[DATA]:
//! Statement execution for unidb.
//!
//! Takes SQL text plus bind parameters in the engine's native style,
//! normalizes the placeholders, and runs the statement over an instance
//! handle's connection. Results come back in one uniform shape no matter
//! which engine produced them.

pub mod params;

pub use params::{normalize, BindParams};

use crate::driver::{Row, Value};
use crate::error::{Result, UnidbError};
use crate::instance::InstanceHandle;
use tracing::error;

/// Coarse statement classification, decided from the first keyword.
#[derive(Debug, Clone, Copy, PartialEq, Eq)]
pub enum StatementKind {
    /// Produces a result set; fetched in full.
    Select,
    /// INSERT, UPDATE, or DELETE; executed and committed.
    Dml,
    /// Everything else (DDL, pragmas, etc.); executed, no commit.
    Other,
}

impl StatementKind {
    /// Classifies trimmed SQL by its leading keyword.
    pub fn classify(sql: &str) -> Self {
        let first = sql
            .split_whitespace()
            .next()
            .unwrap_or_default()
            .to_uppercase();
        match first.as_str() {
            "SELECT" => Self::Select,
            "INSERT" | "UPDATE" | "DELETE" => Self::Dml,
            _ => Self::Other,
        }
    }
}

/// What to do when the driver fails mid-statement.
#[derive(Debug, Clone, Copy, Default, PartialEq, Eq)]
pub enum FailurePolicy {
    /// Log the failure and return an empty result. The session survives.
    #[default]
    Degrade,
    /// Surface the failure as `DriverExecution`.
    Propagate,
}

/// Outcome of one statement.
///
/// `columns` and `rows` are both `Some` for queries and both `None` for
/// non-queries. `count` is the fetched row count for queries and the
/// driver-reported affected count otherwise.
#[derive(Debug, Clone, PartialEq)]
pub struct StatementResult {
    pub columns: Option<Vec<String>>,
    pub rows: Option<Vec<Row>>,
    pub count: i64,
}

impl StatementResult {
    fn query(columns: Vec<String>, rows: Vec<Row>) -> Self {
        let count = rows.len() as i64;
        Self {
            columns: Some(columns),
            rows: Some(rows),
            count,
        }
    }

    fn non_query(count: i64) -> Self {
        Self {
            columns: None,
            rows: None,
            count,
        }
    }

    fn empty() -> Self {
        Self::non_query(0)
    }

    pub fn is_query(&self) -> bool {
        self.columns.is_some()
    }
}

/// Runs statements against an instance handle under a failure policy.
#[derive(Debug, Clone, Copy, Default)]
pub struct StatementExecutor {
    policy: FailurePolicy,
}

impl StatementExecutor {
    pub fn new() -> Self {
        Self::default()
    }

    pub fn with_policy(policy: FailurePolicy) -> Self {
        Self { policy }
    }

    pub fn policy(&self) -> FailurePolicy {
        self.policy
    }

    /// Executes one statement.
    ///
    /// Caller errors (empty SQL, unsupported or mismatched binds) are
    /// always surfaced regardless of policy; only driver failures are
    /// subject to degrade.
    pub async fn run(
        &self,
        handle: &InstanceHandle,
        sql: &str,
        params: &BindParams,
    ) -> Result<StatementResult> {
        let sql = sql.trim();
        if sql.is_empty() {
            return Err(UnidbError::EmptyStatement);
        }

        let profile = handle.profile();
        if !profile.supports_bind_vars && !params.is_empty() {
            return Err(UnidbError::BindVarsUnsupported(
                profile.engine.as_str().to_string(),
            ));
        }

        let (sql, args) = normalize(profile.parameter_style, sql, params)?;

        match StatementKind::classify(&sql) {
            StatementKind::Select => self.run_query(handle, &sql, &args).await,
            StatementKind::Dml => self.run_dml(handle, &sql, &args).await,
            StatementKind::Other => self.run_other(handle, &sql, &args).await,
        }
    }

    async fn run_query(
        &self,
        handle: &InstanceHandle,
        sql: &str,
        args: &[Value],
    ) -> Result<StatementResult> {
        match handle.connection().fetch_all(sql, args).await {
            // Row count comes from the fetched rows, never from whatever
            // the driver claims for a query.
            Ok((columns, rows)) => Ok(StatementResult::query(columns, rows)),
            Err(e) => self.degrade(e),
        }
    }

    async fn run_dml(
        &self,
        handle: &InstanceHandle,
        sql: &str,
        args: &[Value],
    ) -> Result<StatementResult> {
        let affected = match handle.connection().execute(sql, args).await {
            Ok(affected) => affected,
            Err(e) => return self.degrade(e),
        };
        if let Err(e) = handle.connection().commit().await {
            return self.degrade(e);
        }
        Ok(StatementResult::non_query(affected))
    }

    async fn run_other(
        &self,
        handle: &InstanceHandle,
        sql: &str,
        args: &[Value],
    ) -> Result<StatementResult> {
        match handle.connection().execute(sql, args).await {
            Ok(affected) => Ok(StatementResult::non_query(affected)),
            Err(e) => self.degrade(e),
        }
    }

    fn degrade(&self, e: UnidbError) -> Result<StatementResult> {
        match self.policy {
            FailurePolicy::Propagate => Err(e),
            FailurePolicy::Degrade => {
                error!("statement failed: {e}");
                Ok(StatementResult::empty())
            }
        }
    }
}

[WHAT TO WORK ON]: Write out all of the records exactly as they stand above.

[TASK RESULT]:
//! Statement execution for unidb.
//!
//! Takes SQL text plus bind parameters in the engine's native style,
//! normalizes the placeholders, and runs the statement over an instance
//! handle's connection. Results come back in one uniform shape no matter
//! which engine produced them.

pub mod params;

pub use params::{normalize, BindParams};

use crate::driver::{Row, Value};
use crate::error::{Result, UnidbError};
use crate::instance::InstanceHandle;
use tracing::error;

/// Coarse statement classification, decided from the first keyword.
#[derive(Debug, Clone, Copy, PartialEq, Eq)]
pub enum StatementKind {
    /// Produces a result set; fetched in full.
    Select,
    /// INSERT, UPDATE, or DELETE; executed and committed.
    Dml,
    /// Everything else (DDL, pragmas, etc.); executed, no commit.
    Other,
}

impl StatementKind {
    /// Classifies trimmed SQL by its leading keyword.
    pub fn classify(sql: &str) -> Self {
        let first = sql
            .split_whitespace()
            .next()
            .unwrap_or_default()
            .to_uppercase();
        match first.as_str() {
            "SELECT" => Self::Select,
            "INSERT" | "UPDATE" | "DELETE" => Self::Dml,
            _ => Self::Other,
        }
    }
}

/// What to do when the driver fails mid-statement.
#[derive(Debug, Clone, Copy, Default, PartialEq, Eq)]
pub enum FailurePolicy {
    /// Log the failure and return an empty result. The session survives.
    #[default]
    Degrade,
    /// Surface the failure as `DriverExecution`.
    Propagate,
}

/// Outcome of one statement.
///
/// `columns` and `rows` are both `Some` for queries and both `None` for
/// non-queries. `count` is the fetched row count for queries and the
/// driver-reported affected count otherwise.
#[derive(Debug, Clone, PartialEq)]
pub struct StatementResult {
    pub columns: Option<Vec<String>>,
    pub rows: Option<Vec<Row>>,
    pub count: i64,
}

impl StatementResult {
    fn query(columns: Vec<String>, rows: Vec<Row>) -> Self {
        let count = rows.len() as i64;
        Self {
            columns: Some(columns),
            rows: Some(rows),
            count,
        }
    }

    fn non_query(count: i64) -> Self {
        Self {
            columns: None,
            rows: None,
            count,
        }
    }

    fn empty() -> Self {
        Self::non_query(0)
    }

    pub fn is_query(&self) -> bool {
        self.columns.is_some()
    }
}

/// Runs statements against an instance handle under a failure policy.
#[derive(Debug, Clone, Copy, Default)]
pub struct StatementExecutor {
    policy: FailurePolicy,
}

impl StatementExecutor {
    pub fn new() -> Self {
        Self::default()
    }

    pub fn with_policy(policy: FailurePolicy) -> Self {
        Self { policy }
    }

    pub fn policy(&self) -> FailurePolicy {
        self.policy
    }

    /// Executes one statement.
    ///
    /// Caller errors (empty SQL, unsupported or mismatched binds) are
    /// always surfaced regardless of policy; only driver failures are
    /// subject to degrade.
    pub async fn run(
        &self,
        handle: &InstanceHandle,
        sql: &str,
        params: &BindParams,
    ) -> Result<StatementResult> {
        let sql = sql.trim();
        if sql.is_empty() {
            return Err(UnidbError::EmptyStatement);
        }

        let profile = handle.profile();
        if !profile.supports_bind_vars && !params.is_empty() {
            return Err(UnidbError::BindVarsUnsupported(
                profile.engine.as_str().to_string(),
            ));
        }

        let (sql, args) = normalize(profile.parameter_style, sql, params)?;

        match StatementKind::classify(&sql) {
            StatementKind::Select => self.run_query(handle, &sql, &args).await,
            StatementKind::Dml => self.run_dml(handle, &sql, &args).await,
            StatementKind::Other => self.run_other(handle, &sql, &args).await,
        }
    }

    async fn run_query(
        &self,
        handle: &InstanceHandle,
        sql: &str,
        args: &[Value],
    ) -> Result<StatementResult> {
        match handle.connection().fetch_all(sql, args).await {
            // Row count comes from the fetched rows, never from whatever
            // the driver claims for a query.
            Ok((columns, rows)) => Ok(StatementResult::query(columns, rows)),
            Err(e) => self.degrade(e),
        }
    }

    async fn run_dml(
        &self,
        handle: &InstanceHandle,
        sql: &str,
        args: &[Value],
    ) -> Result<StatementResult> {
        let affected = match handle.connection().execute(sql, args).await {
            Ok(affected) => affected,
            Err(e) => return self.degrade(e),
        };
        if let Err(e) = handle.connection().commit().await {
            return self.degrade(e);
        }
        Ok(StatementResult::non_query(affected))
    }

    async fn run_other(
        &self,
        handle: &InstanceHandle,
        sql: &str,
        args: &[Value],
    ) -> Result<StatementResult> {
        match handle.connection().execute(sql, args).await {
            Ok(affected) => Ok(StatementResult::non_query(affected)),
            Err(e) => self.degrade(e),
        }
    }

    fn degrade(&self, e: UnidbError) -> Result<StatementResult> {
        match self.policy {
            FailurePolicy::Propagate => Err(e),
            FailurePolicy::Degrade => {
                error!("statement failed: {e}");
                Ok(StatementResult::empty())
            }
        }
    }
}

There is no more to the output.